= Problem requirements =
I need only the number of lines in this data that contain the string "Opaque".
BEGIN Data to examine
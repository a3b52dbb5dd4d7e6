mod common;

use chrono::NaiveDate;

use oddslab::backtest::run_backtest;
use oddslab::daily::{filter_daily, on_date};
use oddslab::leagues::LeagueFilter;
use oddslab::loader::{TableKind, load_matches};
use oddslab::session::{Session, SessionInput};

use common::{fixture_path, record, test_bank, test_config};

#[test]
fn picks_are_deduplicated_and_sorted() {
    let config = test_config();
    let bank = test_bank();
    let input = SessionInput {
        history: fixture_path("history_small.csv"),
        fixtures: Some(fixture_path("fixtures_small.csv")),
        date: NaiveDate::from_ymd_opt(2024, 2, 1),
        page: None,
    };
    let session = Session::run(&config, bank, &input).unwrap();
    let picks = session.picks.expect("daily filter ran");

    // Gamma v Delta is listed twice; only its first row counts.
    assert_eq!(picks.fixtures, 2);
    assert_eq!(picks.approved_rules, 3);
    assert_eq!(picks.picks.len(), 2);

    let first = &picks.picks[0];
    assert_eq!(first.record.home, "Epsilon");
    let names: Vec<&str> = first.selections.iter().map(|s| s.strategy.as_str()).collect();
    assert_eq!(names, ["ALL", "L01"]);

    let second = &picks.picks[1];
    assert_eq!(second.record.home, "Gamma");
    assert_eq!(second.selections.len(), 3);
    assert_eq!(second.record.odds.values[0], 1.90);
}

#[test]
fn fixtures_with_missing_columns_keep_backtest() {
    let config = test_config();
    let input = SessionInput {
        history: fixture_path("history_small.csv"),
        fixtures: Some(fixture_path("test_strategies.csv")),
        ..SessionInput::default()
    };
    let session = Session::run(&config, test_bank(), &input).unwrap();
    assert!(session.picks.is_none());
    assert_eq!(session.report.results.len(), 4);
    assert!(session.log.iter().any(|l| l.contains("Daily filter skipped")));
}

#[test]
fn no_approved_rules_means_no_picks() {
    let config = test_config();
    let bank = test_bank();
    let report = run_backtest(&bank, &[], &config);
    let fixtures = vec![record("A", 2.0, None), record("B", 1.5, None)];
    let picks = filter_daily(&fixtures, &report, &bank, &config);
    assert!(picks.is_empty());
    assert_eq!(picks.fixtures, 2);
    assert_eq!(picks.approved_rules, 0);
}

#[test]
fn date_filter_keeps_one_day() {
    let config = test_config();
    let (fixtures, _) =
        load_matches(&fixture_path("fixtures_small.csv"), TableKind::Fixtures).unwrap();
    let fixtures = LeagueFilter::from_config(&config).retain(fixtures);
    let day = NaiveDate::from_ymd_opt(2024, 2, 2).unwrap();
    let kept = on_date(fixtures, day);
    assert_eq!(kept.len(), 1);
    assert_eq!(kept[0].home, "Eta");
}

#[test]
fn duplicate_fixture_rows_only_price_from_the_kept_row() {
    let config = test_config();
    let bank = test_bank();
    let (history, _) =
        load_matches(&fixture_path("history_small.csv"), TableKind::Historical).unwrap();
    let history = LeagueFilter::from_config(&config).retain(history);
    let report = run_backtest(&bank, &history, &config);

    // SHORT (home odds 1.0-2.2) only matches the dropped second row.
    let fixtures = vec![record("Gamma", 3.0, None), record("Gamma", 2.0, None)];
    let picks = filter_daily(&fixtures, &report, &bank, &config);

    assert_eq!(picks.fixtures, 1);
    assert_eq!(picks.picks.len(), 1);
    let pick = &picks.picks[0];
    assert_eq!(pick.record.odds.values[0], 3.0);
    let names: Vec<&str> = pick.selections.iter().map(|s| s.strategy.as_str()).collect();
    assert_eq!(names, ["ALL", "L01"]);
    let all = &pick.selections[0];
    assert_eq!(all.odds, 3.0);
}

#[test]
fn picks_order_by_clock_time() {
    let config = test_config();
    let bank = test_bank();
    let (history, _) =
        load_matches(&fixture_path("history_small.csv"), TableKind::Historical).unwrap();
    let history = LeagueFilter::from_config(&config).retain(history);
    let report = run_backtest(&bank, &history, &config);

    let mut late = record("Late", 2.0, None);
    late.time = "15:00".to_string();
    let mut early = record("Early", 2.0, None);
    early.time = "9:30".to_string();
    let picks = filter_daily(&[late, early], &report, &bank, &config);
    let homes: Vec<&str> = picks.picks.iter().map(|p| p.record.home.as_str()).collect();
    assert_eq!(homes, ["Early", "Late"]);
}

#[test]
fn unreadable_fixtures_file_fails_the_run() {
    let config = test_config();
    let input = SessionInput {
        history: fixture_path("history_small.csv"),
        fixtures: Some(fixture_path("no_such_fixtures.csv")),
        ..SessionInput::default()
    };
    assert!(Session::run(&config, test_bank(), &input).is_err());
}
END Data to examine
BEGIN Data to examine
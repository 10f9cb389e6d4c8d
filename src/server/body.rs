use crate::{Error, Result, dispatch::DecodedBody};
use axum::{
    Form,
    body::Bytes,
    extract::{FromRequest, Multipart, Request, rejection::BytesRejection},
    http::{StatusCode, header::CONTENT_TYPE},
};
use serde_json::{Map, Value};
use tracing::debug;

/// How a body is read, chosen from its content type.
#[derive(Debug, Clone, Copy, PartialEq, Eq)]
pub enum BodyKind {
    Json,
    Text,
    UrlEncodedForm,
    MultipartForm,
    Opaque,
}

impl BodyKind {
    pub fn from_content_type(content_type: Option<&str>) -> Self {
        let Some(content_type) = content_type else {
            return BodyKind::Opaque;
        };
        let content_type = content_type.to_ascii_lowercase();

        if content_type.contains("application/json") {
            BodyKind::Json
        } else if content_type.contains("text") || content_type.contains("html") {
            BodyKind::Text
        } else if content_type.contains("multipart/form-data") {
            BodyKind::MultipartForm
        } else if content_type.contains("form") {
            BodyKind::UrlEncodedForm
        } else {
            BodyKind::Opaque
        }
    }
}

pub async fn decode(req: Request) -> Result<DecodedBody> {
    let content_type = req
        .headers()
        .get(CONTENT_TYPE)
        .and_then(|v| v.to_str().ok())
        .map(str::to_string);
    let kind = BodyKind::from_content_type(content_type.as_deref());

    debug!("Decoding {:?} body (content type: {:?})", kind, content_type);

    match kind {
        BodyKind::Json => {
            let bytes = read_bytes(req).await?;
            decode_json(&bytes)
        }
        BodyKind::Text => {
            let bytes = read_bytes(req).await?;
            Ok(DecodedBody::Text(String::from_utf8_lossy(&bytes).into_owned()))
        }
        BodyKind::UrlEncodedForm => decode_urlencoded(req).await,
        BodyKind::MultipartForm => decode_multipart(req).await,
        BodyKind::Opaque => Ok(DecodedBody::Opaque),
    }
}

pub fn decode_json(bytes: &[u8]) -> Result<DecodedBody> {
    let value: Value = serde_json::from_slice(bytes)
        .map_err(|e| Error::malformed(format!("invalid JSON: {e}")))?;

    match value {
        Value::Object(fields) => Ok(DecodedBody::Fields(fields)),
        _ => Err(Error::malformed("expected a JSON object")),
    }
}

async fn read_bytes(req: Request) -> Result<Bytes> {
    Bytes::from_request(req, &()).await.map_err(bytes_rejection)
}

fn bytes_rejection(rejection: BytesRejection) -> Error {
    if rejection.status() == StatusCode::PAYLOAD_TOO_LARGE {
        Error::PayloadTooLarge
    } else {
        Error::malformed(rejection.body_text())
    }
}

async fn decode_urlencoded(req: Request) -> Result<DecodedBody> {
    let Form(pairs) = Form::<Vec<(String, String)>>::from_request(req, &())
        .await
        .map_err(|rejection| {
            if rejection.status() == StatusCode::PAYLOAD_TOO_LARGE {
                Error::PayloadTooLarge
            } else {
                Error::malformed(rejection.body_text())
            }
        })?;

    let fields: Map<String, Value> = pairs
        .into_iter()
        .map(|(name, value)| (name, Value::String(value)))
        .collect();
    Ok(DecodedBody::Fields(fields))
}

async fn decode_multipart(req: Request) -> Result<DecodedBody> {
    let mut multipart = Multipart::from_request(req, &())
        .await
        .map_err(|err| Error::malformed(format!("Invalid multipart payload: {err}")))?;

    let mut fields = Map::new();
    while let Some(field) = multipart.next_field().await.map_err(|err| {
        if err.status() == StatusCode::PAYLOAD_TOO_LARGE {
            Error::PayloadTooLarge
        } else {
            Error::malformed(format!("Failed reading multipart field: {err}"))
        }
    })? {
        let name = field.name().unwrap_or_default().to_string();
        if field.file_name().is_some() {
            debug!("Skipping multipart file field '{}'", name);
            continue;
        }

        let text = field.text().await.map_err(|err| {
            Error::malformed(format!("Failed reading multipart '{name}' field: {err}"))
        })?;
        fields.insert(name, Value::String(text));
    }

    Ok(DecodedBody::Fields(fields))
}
END Data to examine
= Response below =
4